What's an elementary proof that there exists $c\in (a, b)$ with
$$e^b-e^a=(b-a)e^c$$
without calculus, just using the standard properties of the exponential function?
*By calculus I mean derivatives and integrals. The intermediate value theorem is fine, the mean value theorem is not.
**Either elementary definition of the exponential function is fine, but I suspect that continuity, monotonicity and $e^{a+b}=e^a e^b$, $(e^{a})^b=e^{ab}$ should be more than enough to do this.
On
Just take $$c=\ln\left(\frac{e^b-e^a}{b-a}\right).$$
Edit: $a<c\iff e^a<\frac{e^b-e^a}{b-a}\iff b-a+1<e^{b-a}$. Now $x:=b-a$ is positive. Hence it is obvious that $x+1<e^x=1+x+x^2/2+\cdots$.

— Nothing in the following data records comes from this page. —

#[cfg(test)]
mod tests {
    use super::*;

    fn key(code: KeyCode) -> KeyEvent {
        KeyEvent::new(code, KeyModifiers::NONE)
    }

    #[test]
    fn text_input_edits_at_cursor() {
        let mut input = TextInput::with_value("Gme");
        input.move_cursor(-2);
        input.edit(key(KeyCode::Char('a')));
        assert_eq!(input.value, "Game");
        input.edit(key(KeyCode::End));
        input.edit(key(KeyCode::Backspace));
        assert_eq!(input.value, "Gam");
        input.edit(key(KeyCode::Home));
        input.edit(key(KeyCode::Delete));
        assert_eq!(input.value, "am");
    }

    #[test]
    fn text_input_handles_multibyte_characters() {
        let mut input = TextInput::with_value("ゲーム");
        input.edit(key(KeyCode::Left));
        input.edit(key(KeyCode::Backspace));
        assert_eq!(input.value, "ゲム");
        assert_eq!(input.cursor, 1);
    }

    #[test]
    fn directory_target_requires_existing_folder() {
        let temp = tempfile::tempdir().unwrap();
        let (reply, _rx) = oneshot::channel();
        let target = PathTarget::Directory(reply);

        assert_eq!(
            target.resolve(&temp.path().display().to_string()),
            Ok(temp.path().to_path_buf())
        );
        assert!(target
            .resolve(&temp.path().join("missing").display().to_string())
            .is_err());
        assert!(target.resolve("   ").is_err());
    }

    #[test]
    fn save_target_appends_default_name_to_folders() {
        let temp = tempfile::tempdir().unwrap();
        let (reply, _rx) = oneshot::channel();
        let target = PathTarget::SaveFile {
            default_name: "MyGame-installer.exe".to_string(),
            reply,
        };

        assert_eq!(
            target.resolve(&temp.path().display().to_string()),
            Ok(temp.path().join("MyGame-installer.exe"))
        );
        assert!(target
            .resolve(&temp.path().join("nope").join("x.exe").display().to_string())
            .is_err());
    }

    #[test]
    fn status_events_go_to_the_busy_tab_with_that_name() {
        let tab = |root: &str, busy: bool| {
            let mut tab = ProjectTab::new(ProjectState::new("Quest", root, None));
            tab.busy = busy;
            tab
        };

        let projects = vec![tab("/games/a", false), tab("/games/b", true)];
        assert_eq!(route_tab(&projects, "Quest"), Some(1));

        let projects = vec![tab("/games/a", false), tab("/games/b", false)];
        assert_eq!(route_tab(&projects, "Quest"), Some(0));
        assert_eq!(route_tab(&projects, "Other"), None);
    }

    #[test]
    fn tilde_expands_to_home() {
        assert_eq!(expand_home("/abs/path"), PathBuf::from("/abs/path"));
        assert!(!expand_home("~/Games").to_string_lossy().starts_with('~'));
    }
}
use std::{
    fs,
    path::{Path, PathBuf},
};

use tracing::{debug, warn};

use crate::models::GameFolder;

/// Layout segments of `<root>/src/Project Files`.
const SOURCE_DIR: &str = "src";
const PROJECT_FILES_DIR: &str = "Project Files";

/// `<project_root>/src/Project Files`.
pub fn project_files_dir(project_root: impl AsRef<Path>) -> PathBuf {
    project_root
        .as_ref()
        .join(SOURCE_DIR)
        .join(PROJECT_FILES_DIR)
}

/// Where a game folder named `game_folder_name` lives inside a project.
pub fn game_destination(project_root: impl AsRef<Path>, game_folder_name: &str) -> PathBuf {
    project_files_dir(project_root).join(game_folder_name)
}

/// True when `dir` looks like an exported game, i.e. has `www/index.html`.
pub fn validate_game_asset_source(dir: impl AsRef<Path>) -> bool {
    has_entry_point(dir.as_ref())
}

/// Find the game folder embedded in a project.
///
/// Only the immediate children of `src/Project Files` are considered. When
/// several qualify, the lexically smallest folder name wins so the answer is
/// stable for an unchanged tree.
pub fn detect_game_folder(project_root: impl AsRef<Path>) -> Option<GameFolder> {
    let root = project_files_dir(project_root);
    if !root.is_dir() {
        return None;
    }

    let entries = match fs::read_dir(&root) {
        Ok(entries) => entries,
        Err(err) => {
            warn!("failed to list {}: {err}", root.display());
            return None;
        }
    };

    let mut folders: Vec<_> = entries
        .filter_map(|entry| entry.ok())
        .filter(|entry| entry.file_type().map(|ft| ft.is_dir()).unwrap_or(false))
        .collect();
    folders.sort_by_key(|entry| entry.file_name());

    for entry in folders {
        let game_dir = entry.path();
        if has_entry_point(&game_dir) {
            let game_folder_name = entry.file_name().to_string_lossy().to_string();
            debug!(folder = %game_folder_name, "detected game folder");
            return Some(GameFolder {
                game_dir,
                game_folder_name,
            });
        }
    }

    None
}

fn has_entry_point(dir: &Path) -> bool {
    dir.join("www").join("index.html").is_file()
}

#[cfg(test)]
mod tests {
    use super::*;
    use anyhow::Result;
    use tempfile::tempdir;

    fn make_game(root: &Path, name: &str) -> Result<PathBuf> {
        let game = game_destination(root, name);
        fs::create_dir_all(game.join("www"))?;
        fs::write(game.join("www").join("index.html"), "<html></html>")?;
        Ok(game)
    }

    #[test]
    fn missing_project_files_is_absent() -> Result<()> {
        let temp = tempdir()?;
        assert_eq!(detect_game_folder(temp.path()), None);

        fs::create_dir_all(temp.path().join("src"))?;
        assert_eq!(detect_game_folder(temp.path()), None);
        Ok(())
    }

    #[test]
    fn detects_single_game() -> Result<()> {
        let temp = tempdir()?;
        let game_dir = make_game(temp.path(), "X")?;

        let found = detect_game_folder(temp.path()).expect("game folder");
        assert_eq!(found.game_folder_name, "X");
        assert_eq!(found.game_dir, game_dir);
        Ok(())
    }

    #[test]
    fn skips_folders_without_entry_point() -> Result<()> {
        let temp = tempdir()?;
        fs::create_dir_all(game_destination(temp.path(), "AAA").join("www"))?;
        fs::write(project_files_dir(temp.path()).join("notes.txt"), "loose file")?;
        make_game(temp.path(), "Real")?;

        let found = detect_game_folder(temp.path()).expect("game folder");
        assert_eq!(found.game_folder_name, "Real");
        Ok(())
    }

    #[test]
    fn multiple_candidates_resolve_lexically_and_stably() -> Result<()> {
        let temp = tempdir()?;
        make_game(temp.path(), "Zeta")?;
        make_game(temp.path(), "Alpha")?;
        make_game(temp.path(), "Mid")?;

        let first = detect_game_folder(temp.path()).expect("game folder");
        assert_eq!(first.game_folder_name, "Alpha");
        for _ in 0..5 {
            assert_eq!(detect_game_folder(temp.path()), Some(first.clone()));
        }
        Ok(())
    }

    #[test]
    fn does_not_recurse_past_one_level() -> Result<()> {
        let temp = tempdir()?;
        let nested = game_destination(temp.path(), "Outer").join("Inner");
        fs::create_dir_all(nested.join("www"))?;
        fs::write(nested.join("www").join("index.html"), "")?;
        assert_eq!(detect_game_folder(temp.path()), None);
        Ok(())
    }

    #[test]
    fn validates_asset_source() -> Result<()> {
        let temp = tempdir()?;
        assert!(!validate_game_asset_source(temp.path()));

        fs::create_dir_all(temp.path().join("www"))?;
        assert!(!validate_game_asset_source(temp.path()));

        fs::write(temp.path().join("www").join("index.html"), "")?;
        assert!(validate_game_asset_source(temp.path()));
        Ok(())
    }
}
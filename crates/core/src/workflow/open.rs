//! "Open project" as an explicit state machine.
//!
//! ```text
//! AwaitingSelection --pick--> Validating --marker ok--> Opened
//!        ^      \--cancel--> Cancelled    \--no/bad marker--> Retrying
//!        |                                                     |
//!        +------------------- select again --------------------+--cancel--> Cancelled
//! ```
//!
//! Retries are unbounded; only a cancel or a valid project ends the loop.

use std::path::PathBuf;

use tracing::{info, warn};

use super::Launcher;
use crate::{
    dialog::{Prompter, RetryChoice},
    error::LaunchError,
    marker::{MarkerError, ProjectMarker, MARKER_FILE_NAME},
    models::ProjectState,
    project::detect_game_folder,
    tools::Toolchain,
};

const PICK_TITLE: &str = "Select Project to Edit";
const INVALID_TITLE: &str = "Invalid Project Folder";

/// Where the open workflow currently is.
#[derive(Debug, Clone, PartialEq, Eq)]
pub enum OpenState {
    /// Waiting for the user to pick a directory.
    AwaitingSelection,
    /// Checking the picked directory for a marker.
    Validating(PathBuf),
    /// The pick was not a project; the user decides whether to try again.
    Retrying {
        /// Directory that failed validation.
        selected: PathBuf,
        /// Why it was rejected, for diagnostics.
        reason: String,
    },
    /// A project was opened.
    Opened(ProjectState),
    /// The user gave up.
    Cancelled,
}

impl OpenState {
    /// `Opened` and `Cancelled` end the workflow.
    pub fn is_terminal(&self) -> bool {
        matches!(self, Self::Opened(_) | Self::Cancelled)
    }

    /// Advance by one transition, prompting the user where the state requires it.
    pub async fn step<P: Prompter>(self, prompter: &P) -> Self {
        match self {
            Self::AwaitingSelection => match prompter.pick_directory(PICK_TITLE).await {
                Some(dir) => Self::Validating(dir),
                None => Self::Cancelled,
            },
            Self::Validating(dir) => validate(dir),
            Self::Retrying { .. } => {
                match prompter.ask_retry(INVALID_TITLE, &invalid_message()).await {
                    RetryChoice::SelectAgain => Self::AwaitingSelection,
                    RetryChoice::Cancel => Self::Cancelled,
                }
            }
            terminal => terminal,
        }
    }
}

/// Check `dir` for a project marker and probe it for a game folder.
pub fn validate(dir: PathBuf) -> OpenState {
    match ProjectMarker::read(&dir) {
        Ok(marker) => {
            let project_name = marker.display_name(&dir);
            let game = detect_game_folder(&dir);
            info!(project = %project_name, root = %dir.display(), "opened project");
            OpenState::Opened(ProjectState::new(project_name, &dir, game))
        }
        Err(err) => {
            match &err {
                MarkerError::NotFound(_) => info!("{err}"),
                MarkerError::Corrupt { .. } => warn!("rejecting project with corrupt marker: {err}"),
                MarkerError::Io { .. } => warn!("rejecting unreadable project: {err}"),
            }
            OpenState::Retrying {
                selected: dir,
                reason: err.to_string(),
            }
        }
    }
}

/// Run the state machine from `AwaitingSelection` until it terminates.
pub async fn run<P: Prompter>(prompter: &P) -> Option<ProjectState> {
    let mut state = OpenState::AwaitingSelection;
    while !state.is_terminal() {
        state = state.step(prompter).await;
    }
    match state {
        OpenState::Opened(project) => Some(project),
        _ => None,
    }
}

fn invalid_message() -> String {
    format!(
        "The selected folder does not contain a {MARKER_FILE_NAME} file. \
         Please select a valid project folder."
    )
}

impl<T: Toolchain, P: Prompter> Launcher<T, P> {
    /// Let the user pick an existing project, retrying until valid or cancelled.
    pub async fn open_project(&self) -> Result<ProjectState, LaunchError> {
        run(self.prompter()).await.ok_or(LaunchError::Cancelled)
    }
}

Edit$^2$: To show that $c<b$ yields to show $1<e^{b-a}(b-a+1)$. Now clearly $1<xe^x+e^x$ since $e^x>1$ for positive $x$.
On
Something close to what you want.
Let $a, b \in \mathbb{R}$ and let $a < b$. If $f: x \mapsto e^{x} - \frac{e^{b}-e^{a}}{b-a}: \mathbb{R} \to \mathbb{R}$, then $f$ is continuous. But $f(x) > 0$ for $x \to \infty$ and $f(x) < 0$ for $x \to -\infty$, so by Bolzano's theorem (a specialized version of the intermediate value theorem for continuous functions) there is some $c \in \mathbb{R}$ such that $$ e^{c} = \frac{e^{b} - e^{a}}{b-a}. $$ But I suspect there is little chance to locate such a point within $]a,b[$ without calculus...
To use the intermediate value theorem, let $f(x)=e^x-\frac{e^b-e^a}{b-a}$. It is sufficient to check that $f(a)<0$ and $f(b)>0$.
Simple rearrangement shows $f(a)=\frac{e^a}{b-a}((b-a+1)-e^{b-a})$. Since $b>a$, this is negative if $e^{b-a}>(b-a)+1$. This is clear from both the series of $e^x$, as b-a>0, and all terms are positive so truncating to 2 terms only reduces the value.
Similarly, we have $f(b)=\frac{e^a}{b-a}((b-a-1)e^{b-a}+1)$. This is positive if $e^{b-a}>\frac{1}{1-(b-a)}$. Setting $y=b-a$, this is clear from the series for $e^y$ and the series for $\frac{1}{1-y}=1+y+y^2+...$ (sum of a geometric series).